• [TASK INSTRUCTIONS] An identical copy of all the records is what the answer must contain.

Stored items
// civic-ease: maintenance CLI for the registry database

use anyhow::{Context, Result};
use civic_ease::{load_citizens_csv, logging, recalculate_income, Config, Registry, SqliteStore};
use clap::{Parser, Subcommand};
use std::path::{Path, PathBuf};
use std::sync::Arc;
use tracing::info;

#[derive(Parser)]
#[command(name = "civic-ease", version, about = "CivicEase registry maintenance")]
struct Cli {
    /// Database path (overrides CIVIC_DB_PATH)
    #[arg(long, value_name = "PATH")]
    db: Option<PathBuf>,

    #[command(subcommand)]
    cmd: Cmd,
}

#[derive(Subcommand)]
enum Cmd {
    /// Create the database schema
    Init,
    /// Bulk-load citizens from a CSV file; already imported rows are skipped
    Import {
        #[arg(value_name = "CSV")]
        csv: PathBuf,
    },
    /// Recompute family income totals (one family, or all of them)
    Recompute {
        #[arg(value_name = "FAMILY_ID")]
        family_id: Option<String>,
    },
    /// Print dashboard counts as JSON
    Stats,
}

fn main() -> Result<()> {
    logging::init();

    let cli = Cli::parse();
    let config = Config::from_env().with_db_path(cli.db);

    match cli.cmd {
        Cmd::Init => run_init(&config.db_path),
        Cmd::Import { csv } => run_import(&config, &csv),
        Cmd::Recompute { family_id } => run_recompute(&config, family_id.as_deref()),
        Cmd::Stats => run_stats(&config),
    }
}

fn open_registry(config: &Config) -> Result<(Arc<SqliteStore>, Registry)> {
    let store = Arc::new(SqliteStore::open(&config.db_path)?);
    let registry = Registry::new(store.clone(), config.actor.clone());
    Ok((store, registry))
}

fn run_init(db_path: &Path) -> Result<()> {
    SqliteStore::open(db_path)?;
    println!("✓ Database ready at {}", db_path.display());
    Ok(())
}

fn run_import(config: &Config, csv: &Path) -> Result<()> {
    let rows = load_citizens_csv(csv)
        .with_context(|| format!("Failed to load {}", csv.display()))?;
    info!(rows = rows.len(), path = %csv.display(), "csv loaded");

    let (store, _) = open_registry(config)?;
    let summary = store.import_citizens(rows, &config.actor)?;

    println!("✓ Inserted:   {}", summary.inserted);
    println!("✓ Duplicates: {}", summary.duplicates);
    if summary.rejected > 0 {
        println!("⚠️  Rejected:   {}", summary.rejected);
    }
    Ok(())
}

fn run_recompute(config: &Config, family_id: Option<&str>) -> Result<()> {
    let (store, registry) = open_registry(config)?;

    match family_id {
        Some(id) => {
            let total = recalculate_income(store.as_ref(), id)?;
            println!("{}: {:.2}", id, total);
        }
        None => {
            let totals = registry.recompute_all()?;
            for (id, total) in &totals {
                println!("{}: {:.2}", id, total);
            }
            println!("✓ Recomputed {} families", totals.len());
        }
    }
    Ok(())
}

fn run_stats(config: &Config) -> Result<()> {
    let (_, registry) = open_registry(config)?;
    let stats = registry.stats(chrono::Utc::now())?;
    println!("{}", serde_json::to_string_pretty(&stats)?);
    Ok(())
}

• [OUTPUT OF THE TASK]
// civic-ease: maintenance CLI for the registry database

use anyhow::{Context, Result};
use civic_ease::{load_citizens_csv, logging, recalculate_income, Config, Registry, SqliteStore};
use clap::{Parser, Subcommand};
use std::path::{Path, PathBuf};
use std::sync::Arc;
use tracing::info;

#[derive(Parser)]
#[command(name = "civic-ease", version, about = "CivicEase registry maintenance")]
struct Cli {
    /// Database path (overrides CIVIC_DB_PATH)
    #[arg(long, value_name = "PATH")]
    db: Option<PathBuf>,

    #[command(subcommand)]
    cmd: Cmd,
}

#[derive(Subcommand)]
enum Cmd {
    /// Create the database schema
    Init,
    /// Bulk-load citizens from a CSV file; already imported rows are skipped
    Import {
        #[arg(value_name = "CSV")]
        csv: PathBuf,
    },
    /// Recompute family income totals (one family, or all of them)
    Recompute {
        #[arg(value_name = "FAMILY_ID")]
        family_id: Option<String>,
    },
    /// Print dashboard counts as JSON
    Stats,
}

fn main() -> Result<()> {
    logging::init();

    let cli = Cli::parse();
    let config = Config::from_env().with_db_path(cli.db);

    match cli.cmd {
        Cmd::Init => run_init(&config.db_path),
        Cmd::Import { csv } => run_import(&config, &csv),
        Cmd::Recompute { family_id } => run_recompute(&config, family_id.as_deref()),
        Cmd::Stats => run_stats(&config),
    }
}

fn open_registry(config: &Config) -> Result<(Arc<SqliteStore>, Registry)> {
    let store = Arc::new(SqliteStore::open(&config.db_path)?);
    let registry = Registry::new(store.clone(), config.actor.clone());
    Ok((store, registry))
}

fn run_init(db_path: &Path) -> Result<()> {
    SqliteStore::open(db_path)?;
    println!("✓ Database ready at {}", db_path.display());
    Ok(())
}

fn run_import(config: &Config, csv: &Path) -> Result<()> {
    let rows = load_citizens_csv(csv)
        .with_context(|| format!("Failed to load {}", csv.display()))?;
    info!(rows = rows.len(), path = %csv.display(), "csv loaded");

    let (store, _) = open_registry(config)?;
    let summary = store.import_citizens(rows, &config.actor)?;

    println!("✓ Inserted:   {}", summary.inserted);
    println!("✓ Duplicates: {}", summary.duplicates);
    if summary.rejected > 0 {
        println!("⚠️  Rejected:   {}", summary.rejected);
    }
    Ok(())
}

fn run_recompute(config: &Config, family_id: Option<&str>) -> Result<()> {
    let (store, registry) = open_registry(config)?;

    match family_id {
        Some(id) => {
            let total = recalculate_income(store.as_ref(), id)?;
            println!("{}: {:.2}", id, total);
        }
        None => {
            let totals = registry.recompute_all()?;
            for (id, total) in &totals {
                println!("{}: {:.2}", id, total);
            }
            println!("✓ Recomputed {} families", totals.len());
        }
    }
    Ok(())
}

fn run_stats(config: &Config) -> Result<()> {
    let (_, registry) = open_registry(config)?;
    let stats = registry.stats(chrono::Utc::now())?;
    println!("{}", serde_json::to_string_pretty(&stats)?);
    Ok(())
}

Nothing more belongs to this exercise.